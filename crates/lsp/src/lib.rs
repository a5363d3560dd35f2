pub mod capabilities;
pub mod command;
pub mod host;
pub mod hover;
pub mod lens;
pub mod util;

use crate::util::Document;
use dashmap::DashMap;
use serde_json::Value;
use std::sync::atomic::{AtomicBool, Ordering};
use std::sync::Arc;
use ticketlink_core::config::{LEGACY_SETTINGS_SECTION, SETTINGS_SECTION};
use ticketlink_core::{RawSettings, SettingsStore};
use tokio_util::sync::CancellationToken;
use tower_lsp::jsonrpc::Result;
use tower_lsp::lsp_types::*;
use tower_lsp::{Client, LanguageServer};

pub struct LspServer {
    client: Client,
    pub settings: Arc<SettingsStore>,
    pub documents: DashMap<Url, Arc<Document>>,
    supports_configuration: AtomicBool,
    cancel_token: CancellationToken,
}

impl LspServer {
    pub fn new(client: Client) -> Self {
        Self {
            client,
            settings: Arc::new(SettingsStore::default()),
            documents: DashMap::new(),
            supports_configuration: AtomicBool::new(false),
            cancel_token: CancellationToken::new(),
        }
    }

    fn parse_settings(value: Value) -> Option<RawSettings> {
        match RawSettings::from_json_value(value) {
            Ok(raw) => raw,
            Err(e) => {
                tracing::warn!("ignoring invalid ticketlink settings: {}", e);
                None
            }
        }
    }

    /// Applies a settings payload. Payloads without any ticketlink settings
    /// leave the store untouched.
    fn apply_settings(&self, value: Value) {
        match Self::parse_settings(value) {
            Some(raw) => {
                self.settings.update(raw);
            }
            None => tracing::debug!("settings payload carries no ticketlink settings"),
        }
    }

    /// Pulls the settings sections from clients that only signal a change
    /// without sending the new values. The first section that carries
    /// settings wins.
    async fn pull_settings(&self) {
        if !self.supports_configuration.load(Ordering::Relaxed) {
            return;
        }
        let items = [SETTINGS_SECTION, LEGACY_SETTINGS_SECTION]
            .into_iter()
            .map(|section| ConfigurationItem {
                scope_uri: None,
                section: Some(section.to_string()),
            })
            .collect();
        match self.client.configuration(items).await {
            Ok(values) => {
                if let Some(raw) = values.into_iter().find_map(Self::parse_settings) {
                    self.settings.update(raw);
                }
            }
            Err(e) => tracing::warn!("workspace/configuration failed: {}", e),
        }
    }

    /// Re-requests code lenses whenever the settings store changes.
    fn spawn_refresh_watcher(&self) {
        let mut rx = self.settings.subscribe();
        let client = self.client.clone();
        let cancel = self.cancel_token.clone();
        tokio::spawn(async move {
            loop {
                tokio::select! {
                    _ = cancel.cancelled() => break,
                    changed = rx.changed() => {
                        if changed.is_err() {
                            break;
                        }
                        if let Err(e) = client.code_lens_refresh().await {
                            tracing::warn!("workspace/codeLens/refresh failed: {}", e);
                        }
                    }
                }
            }
        });
    }
}

#[tower_lsp::async_trait]
impl LanguageServer for LspServer {
    async fn initialize(&self, params: InitializeParams) -> Result<InitializeResult> {
        if let Some(options) = params.initialization_options {
            self.apply_settings(options);
        }
        let supports_configuration = params
            .capabilities
            .workspace
            .as_ref()
            .and_then(|w| w.configuration)
            .unwrap_or(false);
        self.supports_configuration
            .store(supports_configuration, Ordering::Relaxed);

        let config = self.settings.resolve();
        tracing::info!(
            "initialize: hover={} codeLens={} tracker={:?} repo={:?}",
            config.hover_enabled,
            config.annotations_enabled,
            config.tracker_base_url,
            config.repo_base_url
        );

        Ok(InitializeResult {
            server_info: Some(ServerInfo {
                name: "ticketlink".to_string(),
                version: Some(env!("CARGO_PKG_VERSION").to_string()),
            }),
            capabilities: capabilities::server_capabilities(&config),
        })
    }

    async fn initialized(&self, _: InitializedParams) {
        self.pull_settings().await;
        self.spawn_refresh_watcher();
    }

    async fn shutdown(&self) -> Result<()> {
        self.cancel_token.cancel();
        Ok(())
    }

    async fn did_open(&self, params: DidOpenTextDocumentParams) {
        let doc = params.text_document;
        self.documents
            .insert(doc.uri, Arc::new(Document::new(doc.text, doc.version)));
    }

    async fn did_change(&self, params: DidChangeTextDocumentParams) {
        let uri = params.text_document.uri;
        let version = params.text_document.version;

        if let Some(mut doc_ref) = self.documents.get_mut(&uri) {
            let doc = doc_ref.value_mut();
            let changes = params
                .content_changes
                .iter()
                .map(|c| (c.range, c.text.as_str()));
            *doc = Arc::new(doc.apply_changes(changes, version));
        }
    }

    async fn did_close(&self, params: DidCloseTextDocumentParams) {
        self.client
            .log_message(
                MessageType::LOG,
                format!("LSP Event: did_close uri={}", params.text_document.uri),
            )
            .await;
        self.documents.remove(&params.text_document.uri);
    }

    async fn did_change_configuration(&self, params: DidChangeConfigurationParams) {
        self.client
            .log_message(MessageType::LOG, "LSP Event: workspace/didChangeConfiguration")
            .await;
        if params.settings.is_null() {
            self.pull_settings().await;
        } else {
            self.apply_settings(params.settings);
        }
    }

    async fn hover(&self, params: HoverParams) -> Result<Option<Hover>> {
        let uri = &params.text_document_position_params.text_document.uri;
        let pos = params.text_document_position_params.position;
        self.client
            .log_message(
                MessageType::LOG,
                format!(
                    "LSP Request: textDocument/hover uri={} pos={}:{}",
                    uri, pos.line, pos.character
                ),
            )
            .await;
        let result = hover::hover(self, params).await;
        match &result {
            Ok(Some(_)) => {
                self.client
                    .log_message(MessageType::LOG, "LSP Response: found ticket links")
                    .await
            }
            Ok(None) => {
                self.client
                    .log_message(MessageType::LOG, "LSP Response: no ticket at position")
                    .await
            }
            Err(e) => {
                self.client
                    .log_message(MessageType::ERROR, format!("LSP Error: {}", e))
                    .await
            }
        }
        result
    }

    async fn code_lens(&self, params: CodeLensParams) -> Result<Option<Vec<CodeLens>>> {
        self.client
            .log_message(
                MessageType::LOG,
                format!(
                    "LSP Request: textDocument/codeLens uri={}",
                    params.text_document.uri
                ),
            )
            .await;
        let result = lens::code_lens(self, params).await;
        if let Ok(Some(lenses)) = &result {
            self.client
                .log_message(
                    MessageType::LOG,
                    format!("LSP Response: found {} lenses", lenses.len()),
                )
                .await;
        }
        result
    }

    async fn execute_command(&self, params: ExecuteCommandParams) -> Result<Option<Value>> {
        self.client
            .log_message(
                MessageType::LOG,
                format!("LSP Request: workspace/executeCommand {}", params.command),
            )
            .await;
        let result = command::execute(self, params).await;
        if let Err(e) = &result {
            self.client
                .log_message(MessageType::ERROR, format!("LSP Error: {}", e))
                .await;
        }
        result
    }
}

pub async fn run_server() -> std::result::Result<(), Box<dyn std::error::Error>> {
    let stdin = tokio::io::stdin();
    let stdout = tokio::io::stdout();

    let (service, socket) = tower_lsp::LspService::new(LspServer::new);
    tower_lsp::Server::new(stdin, stdout, socket)
        .serve(service)
        .await;

    Ok(())
}
use crate::command::COMMANDS;
use ticketlink_core::ResolvedConfig;
use tower_lsp::lsp_types::*;

/// Hover and code lens are only advertised when their toggle is on at
/// startup.
pub fn server_capabilities(config: &ResolvedConfig) -> ServerCapabilities {
    ServerCapabilities {
        text_document_sync: Some(TextDocumentSyncCapability::Kind(
            TextDocumentSyncKind::INCREMENTAL,
        )),
        hover_provider: config
            .hover_enabled
            .then_some(HoverProviderCapability::Simple(true)),
        code_lens_provider: config.annotations_enabled.then_some(CodeLensOptions {
            resolve_provider: Some(false),
        }),
        execute_command_provider: Some(ExecuteCommandOptions {
            commands: COMMANDS.iter().map(|c| c.to_string()).collect(),
            work_done_progress_options: WorkDoneProgressOptions::default(),
        }),
        ..Default::default()
    }
}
____
■ **Task directions**
A single number is required: the count of lines in the records that include the string "stdout".

■ **Solution to this task**
2